(Saved data entries)
————————

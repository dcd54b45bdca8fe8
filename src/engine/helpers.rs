use uuid::Uuid;

use crate::{
    entities::{Driver, ServiceRequest},
    error::{invalid_state_error, not_found_error, Error},
    store::Store,
};

#[tracing::instrument(skip(store))]
pub async fn fetch_request(store: &dyn Store, id: Uuid) -> Result<ServiceRequest, Error> {
    store
        .find_request(id)
        .await?
        .ok_or_else(|| not_found_error("request not found"))
}

#[tracing::instrument(skip(store))]
pub async fn fetch_driver(store: &dyn Store, id: Uuid) -> Result<Driver, Error> {
    store
        .find_driver(id)
        .await?
        .ok_or_else(|| not_found_error("driver not found"))
}

/// Explains a guarded request update that matched no row.
#[tracing::instrument(skip(store))]
pub async fn unmatched_request_error(store: &dyn Store, id: Uuid, action: &str) -> Error {
    match store.find_request(id).await {
        Ok(Some(request)) if request.status.is_terminal() => invalid_state_error(format!(
            "cannot {action} a request that is already {}",
            request.status.name()
        )),
        Ok(_) => not_found_error(format!("nothing to {action}")),
        Err(err) => err,
    }
}
#![allow(dead_code)]

use std::sync::Arc;

use haul::api::{CustomerAPI, DriverAPI, OfferAPI, RequestAPI};
use haul::engine::Engine;
use haul::entities::{Acceptance, Customer, Driver, DriverOffer, NewRequest, Place, ServiceRequest};
use haul::notifier::Notifier;
use haul::store::{MemoryStore, Store};

pub struct Fixture {
    pub engine: Arc<Engine>,
    pub store: Arc<dyn Store>,
    pub notifier: Notifier,
    pub customer: Customer,
}

impl Fixture {
    pub async fn new() -> Self {
        Self::with_store(Arc::new(MemoryStore::new())).await
    }

    pub async fn with_store(store: Arc<dyn Store>) -> Self {
        let (notifier, relay) = Notifier::new(256, 64);
        tokio::spawn(relay.run());

        let engine = Arc::new(Engine::new(store.clone(), notifier.clone()));
        let customer = engine.create_customer("Margaret".into()).await.unwrap();

        Self {
            engine,
            store,
            notifier,
            customer,
        }
    }

    pub async fn available_driver(&self, name: &str) -> Driver {
        let driver = self.engine.create_driver(name.into()).await.unwrap();
        self.engine.start_driver(driver.id).await.unwrap()
    }

    pub async fn request(&self) -> ServiceRequest {
        self.engine
            .create_request(draft(self.customer.id))
            .await
            .unwrap()
    }

    pub async fn offer(&self, request: &ServiceRequest, driver: &Driver, price: i64) -> DriverOffer {
        self.engine
            .submit_offer(request.id, driver.id, price)
            .await
            .unwrap()
            .expect("request should be open for offers")
    }

    pub fn acceptance(&self, request: &ServiceRequest, offer: &DriverOffer) -> Acceptance {
        Acceptance {
            request_id: request.id,
            customer_id: self.customer.id,
            offer_id: offer.id,
            price: offer.price,
            payment_method_id: 7,
        }
    }
}

pub fn draft(customer_id: uuid::Uuid) -> NewRequest {
    NewRequest {
        customer_id,
        pickup: Place::new("Central station", 52.525, 13.369),
        dropoff: Place::new("Airport terminal 1", 52.364, 13.509),
        vehicle_type: "sedan".into(),
        note: Some("two suitcases".into()),
    }
}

————————

Exercise:
Working from the entries above, filter out every line that lacks "Place" and copy what remains.

Output of the exercise:
use haul::entities::{Acceptance, Customer, Driver, DriverOffer, NewRequest, Place, ServiceRequest};
        pickup: Place::new("Central station", 52.525, 13.369),
        dropoff: Place::new("Airport terminal 1", 52.364, 13.509),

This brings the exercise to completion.